Goliathus albosignatus is a species of beetle of the family Scarabaeidae, described by Carl Henrik Boheman in 1857. It is one of several species of Goliath beetles that inhabit Africa, but it is the only one exclusively found in subtropical sections of the continent.

==Description==
Goliathus albosignatus can reach a length of about 45–70 mm (1.8–2.8 in) in males, and about 40–50 mm (1.6–2.0 in) in females. There are distinctive non-uniform bands of black that stretch horizontally across their elytra to differentiate it from other species. While Goliath beetles are among the largest beetles on Earth, this is the smallest of the species in this genus and not as commonly found as the others. Sexually dimorphic traits are also present in Goliath beetles and include males having a Y-shaped horn protruding from their head to assist with confrontation between males, while in females the horn is absent and their wedge-shaped head is fit for digging the burrows where eggs are to be laid.

== Biology ==
Development of Goliathus albosignatus is carried out in hyrax dung, a trait shared with Fornasinius species, but which does not occur among any other Goliath beetles. Their diet consists of high protein as larvae, but after pupating into adulthood, they have been known to feed on sap from Acacia. Other behaviour of note is that they will gather specifically on marula trees.

== Taxonomy ==
Goliathus albosignatus is taxonomically separated from the other species in Goliathus according to barcoding analysis results that were published in Entomologia Africana in January 2020. Characteristics differentiating Goliathus albosignatus that are mentioned include "hammer-shaped post-clypeal horns of the male, the elongated tarsi, and the presence of cretaceous marks on the pygidium".

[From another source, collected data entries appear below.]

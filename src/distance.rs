//! Great-circle distance.

use crate::models::Coordinates;

/// Mean Earth radius in kilometers (IUGG)
const EARTH_RADIUS_KM: f64 = 6371.0088;

/// Haversine distance between two points in kilometers.
///
/// Coordinates are not validated; out-of-range values produce a number but
/// not a meaningful one.
pub fn distance_km(a: Coordinates, b: Coordinates) -> f64 {
    let lat1 = a.latitude.to_radians();
    let lat2 = b.latitude.to_radians();
    let dlat = (b.latitude - a.latitude).to_radians();
    let dlon = (b.longitude - a.longitude).to_radians();

    let h = (dlat / 2.0).sin().powi(2) + lat1.cos() * lat2.cos() * (dlon / 2.0).sin().powi(2);
    // clamp against rounding pushing h slightly above 1 for antipodes
    2.0 * EARTH_RADIUS_KM * h.sqrt().min(1.0).asin()
}
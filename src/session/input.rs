use std::{
    collections::VecDeque,
    io::{self, BufRead, Write},
};

/// A source of lines for the command session.
pub trait Input {
    /// Shows `prompt` and reads one line.
    ///
    /// The trailing line terminator is stripped. Returns `Ok(None)` once the
    /// input is exhausted.
    ///
    /// # Errors
    ///
    /// Returns an error if writing the prompt or reading the line fails.
    fn read_line(&mut self, prompt: &str) -> io::Result<Option<String>>;
}

impl<I: Input + ?Sized> Input for &mut I {
    fn read_line(&mut self, prompt: &str) -> io::Result<Option<String>> {
        (**self).read_line(prompt)
    }
}

/// Prompts on a writer and reads answers from a buffered reader.
#[derive(Debug)]
pub struct Prompter<R, W> {
    reader: R,
    writer: W,
}

impl<R: BufRead, W: Write> Prompter<R, W> {
    /// Creates a prompter reading from `reader` and prompting on `writer`.
    pub const fn new(reader: R, writer: W) -> Self {
        Self { reader, writer }
    }
}

impl<R: BufRead, W: Write> Input for Prompter<R, W> {
    fn read_line(&mut self, prompt: &str) -> io::Result<Option<String>> {
        write!(self.writer, "{prompt}")?;
        self.writer.flush()?;

        let mut line = String::new();
        if self.reader.read_line(&mut line)? == 0 {
            return Ok(None);
        }
        Ok(Some(line.trim_end_matches(['\r', '\n']).to_string()))
    }
}

/// Replays a fixed sequence of lines.
///
/// Prompts are recorded rather than shown.
#[derive(Debug, Default)]
pub struct Script {
    lines: VecDeque<String>,
    prompts: Vec<String>,
}

impl Script {
    /// Creates a script that answers prompts with `lines`, in order.
    pub fn new<S: Into<String>>(lines: impl IntoIterator<Item = S>) -> Self {
        Self {
            lines: lines.into_iter().map(Into::into).collect(),
            prompts: Vec::new(),
        }
    }

    /// The prompts shown so far, oldest first.
    #[must_use]
    pub fn prompts(&self) -> &[String] {
        &self.prompts
    }

    /// The number of lines not yet consumed.
    #[must_use]
    pub fn remaining(&self) -> usize {
        self.lines.len()
    }
}

impl Input for Script {
    fn read_line(&mut self, prompt: &str) -> io::Result<Option<String>> {
        self.prompts.push(prompt.to_string());
        Ok(self.lines.pop_front())
    }
}
use std::path::{Path, PathBuf};

use serde::{Deserialize, Serialize};

/// Runtime settings.
///
/// Every field has a default, so an empty file (or no file at all) yields a
/// working configuration.
#[derive(Debug, Clone, PartialEq, Eq, Serialize, Deserialize)]
#[serde(from = "Versions", into = "Versions")]
pub struct Config {
    /// The width of the dashed rule printed between the regional vehicle
    /// groups.
    rule_width: usize,

    /// When to colour interactive prompts.
    pub colour: Colour,
}

impl Default for Config {
    fn default() -> Self {
        Self {
            rule_width: default_rule_width(),
            colour: Colour::default(),
        }
    }
}

/// Whether terminal output is coloured.
#[derive(Debug, Clone, Copy, Default, PartialEq, Eq, Serialize, Deserialize)]
#[serde(rename_all = "lowercase")]
pub enum Colour {
    /// Colour when the terminal supports it.
    #[default]
    Auto,
    /// Always colour.
    Always,
    /// Never colour.
    Never,
}

/// Errors raised while loading a configuration file.
#[derive(Debug, thiserror::Error)]
pub enum Error {
    /// The file could not be read.
    #[error("failed to read config file {path}: {source}")]
    Read {
        /// The file that was being read.
        path: PathBuf,
        /// The underlying I/O error.
        source: std::io::Error,
    },

    /// The file is not a valid configuration.
    #[error("failed to parse config file {path}: {source}")]
    Parse {
        /// The file that was being parsed.
        path: PathBuf,
        /// The underlying TOML error.
        source: toml::de::Error,
    },
}

impl Config {
    /// Loads the configuration from a TOML file at the given path.
    ///
    /// # Errors
    ///
    /// Returns an error if the file cannot be read or if the TOML content is
    /// invalid.
    pub fn load(path: &Path) -> Result<Self, Error> {
        let content = std::fs::read_to_string(path).map_err(|source| Error::Read {
            path: path.to_path_buf(),
            source,
        })?;
        toml::from_str(&content).map_err(|source| Error::Parse {
            path: path.to_path_buf(),
            source,
        })
    }

    /// Returns the width of the dashed rule.
    #[must_use]
    pub const fn rule_width(&self) -> usize {
        self.rule_width
    }
}

const fn default_rule_width() -> usize {
    20
}

/// The serialized versions of the configuration.
#[derive(Debug, Serialize, Deserialize)]
#[serde(tag = "_version")]
enum Versions {
    #[serde(rename = "1")]
    V1 {
        #[serde(default = "default_rule_width")]
        rule_width: usize,

        #[serde(default)]
        colour: Colour,
    },
}

impl From<Versions> for Config {
    fn from(versions: Versions) -> Self {
        match versions {
            Versions::V1 { rule_width, colour } => Self { rule_width, colour },
        }
    }
}

impl From<Config> for Versions {
    fn from(config: Config) -> Self {
        Self::V1 {
            rule_width: config.rule_width,
            colour: config.colour,
        }
    }
}

#[cfg(test)]
mod tests {
    use std::io::Write;

    use super::*;

    #[test]
    fn load_reads_valid_file() {
        let mut file = tempfile::NamedTempFile::new().unwrap();
        file.write_all(b"_version = \"1\"\nrule_width = 40\ncolour = \"never\"\n")
            .unwrap();

        let config = Config::load(file.path()).unwrap();

        assert_eq!(config.rule_width(), 40);
        assert_eq!(config.colour, Colour::Never);
    }

    #[test]
    fn load_missing_file_returns_error() {
        let tmp = tempfile::tempdir().unwrap();
        let missing = tmp.path().join("missing.toml");

        let error = Config::load(&missing).unwrap_err();
        assert!(matches!(error, Error::Read { .. }));
        assert!(error.to_string().starts_with("failed to read config file"));
    }

    #[test]
    fn load_invalid_toml_returns_error() {
        let mut file = tempfile::NamedTempFile::new().unwrap();
        file.write_all(b"_version = \"1\"\nrule_width = \"wide\"\n")
            .unwrap();

        let error = Config::load(file.path()).unwrap_err();
        assert!(matches!(error, Error::Parse { .. }));
    }

    #[test]
    fn empty_file_returns_default() {
        let expected = Config::default();
        let actual: Config = toml::from_str(r#"_version = "1""#).unwrap();
        assert_eq!(actual, expected);
        assert_eq!(actual.rule_width(), 20);
    }

    #[test]
    fn round_trips_through_toml() {
        let config = Config {
            rule_width: 8,
            colour: Colour::Always,
        };
        let text = toml::to_string(&config).unwrap();
        assert_eq!(toml::from_str::<Config>(&text).unwrap(), config);
    }
}
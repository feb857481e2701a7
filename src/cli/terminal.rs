//! Terminal capability detection and utilities

use owo_colors::{colors::css, OwoColorize};
use shelf::domain::config::Colour;

/// Decides whether prompts should be coloured
pub fn colour_enabled(colour: Colour) -> bool {
    match colour {
        Colour::Auto => supports_color::on(supports_color::Stream::Stderr).is_some(),
        Colour::Always => true,
        Colour::Never => false,
    }
}

/// Extension trait for colorizing output
pub trait Colorize {
    /// Color as info (blue)
    fn info(&self) -> String;
}

impl Colorize for str {
    fn info(&self) -> String {
        self.fg::<css::LightBlue>().to_string()
    }
}

#[cfg(test)]
mod tests {
    use shelf::domain::config::Colour;

    use super::{colour_enabled, Colorize};

    #[test]
    fn explicit_settings_override_detection() {
        assert!(colour_enabled(Colour::Always));
        assert!(!colour_enabled(Colour::Never));
    }

    #[test]
    fn info_keeps_the_text() {
        let painted = "Enter book title: ".info();
        assert!(painted.contains("Enter book title: "));
        assert_ne!(painted, "Enter book title: ");
    }
}
use std::io::{self, BufRead, Write};

use shelf::{
    session::{Input, Prompter},
    Config, Console, Library, LibraryManager, Session,
};
use tracing::instrument;

use super::terminal::{self, Colorize};

/// Prompts on stderr, colouring the prompt text when enabled.
struct Terminal<R, W> {
    prompter: Prompter<R, W>,
    colour: bool,
}

impl<R: BufRead, W: Write> Input for Terminal<R, W> {
    fn read_line(&mut self, prompt: &str) -> io::Result<Option<String>> {
        if self.colour {
            self.prompter.read_line(&prompt.info())
        } else {
            self.prompter.read_line(prompt)
        }
    }
}

#[instrument(level = "debug", skip_all)]
pub fn run(config: &Config) -> anyhow::Result<()> {
    let mut library = Library::new(Console);
    let input = Terminal {
        prompter: Prompter::new(io::stdin().lock(), io::stderr()),
        colour: terminal::colour_enabled(config.colour),
    };

    Session::new(input, LibraryManager::new(&mut library), Console).run()?;
    Ok(())
}
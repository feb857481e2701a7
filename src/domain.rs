//! Domain models for vehicles and the book catalogue.
//!
//! This module contains the capability traits (`Vehicle`, `VehicleFactory`,
//! `LibraryInterface`), their concrete variants, and configuration.

/// Vehicles and their engine-start messages.
pub mod vehicle;
pub use vehicle::{Car, Motorcycle, Vehicle};

/// Region-specific vehicle factories.
pub mod factory;
pub use factory::{EuVehicleFactory, Region, UsVehicleFactory, VehicleFactory};

mod book;
pub use book::Book;

/// The catalogue capability and its vector-backed implementation.
pub mod library;
pub use library::{Library, LibraryInterface};

mod manager;
pub use manager::LibraryManager;

/// Runtime configuration.
pub mod config;
pub use config::Config;
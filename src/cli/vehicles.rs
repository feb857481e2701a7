use shelf::{Config, Console};
use tracing::instrument;

#[instrument(level = "debug", skip_all)]
pub fn run(config: &Config) {
    shelf::showroom::run(&Console, config.rule_width());
}
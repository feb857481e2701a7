//! Command-line entry point.

use clap::Parser;

mod cli;

fn main() -> anyhow::Result<()> {
    cli::Cli::parse().run()
}
//! Two small object graphs built around trait boundaries.
//!
//! Vehicles are produced by region-specific factories, and a book catalogue is
//! driven by an interactive command session through a manager that only knows
//! the catalogue's trait.

pub mod domain;
pub use domain::{
    Book, Car, Config, EuVehicleFactory, Library, LibraryInterface, LibraryManager, Motorcycle,
    Region, UsVehicleFactory, Vehicle, VehicleFactory,
};

/// The channel all user-facing notices pass through.
pub mod notify;
pub use notify::{Console, Notifier, Transcript};

pub mod session;
pub use session::{Command, Session, State};

/// The fixed factory demonstration.
pub mod showroom;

The tree resulting from the analysis is listed below:

==Subspecies==
There are 2 subspecies:

- Goliathus albosignatus albosignatus Boheman 1857
- Goliathus albosignatus kirkianus Gray, 1864

==Subspecies distributions and sizes==
- Goliathus albosignatus albosignatus:

Distribution: Middle to South Zimbabwe and North-Eastern South Africa; Size: ♂ 40 – 68 mm; ♀ 45 – 52 mm.

- Goliathus albosignatus kirkianus:

Distribution: Malawi, Mozambique and Tanzania; Size: ♂ 40 – 71 mm; ♀ 45 – 55 mm.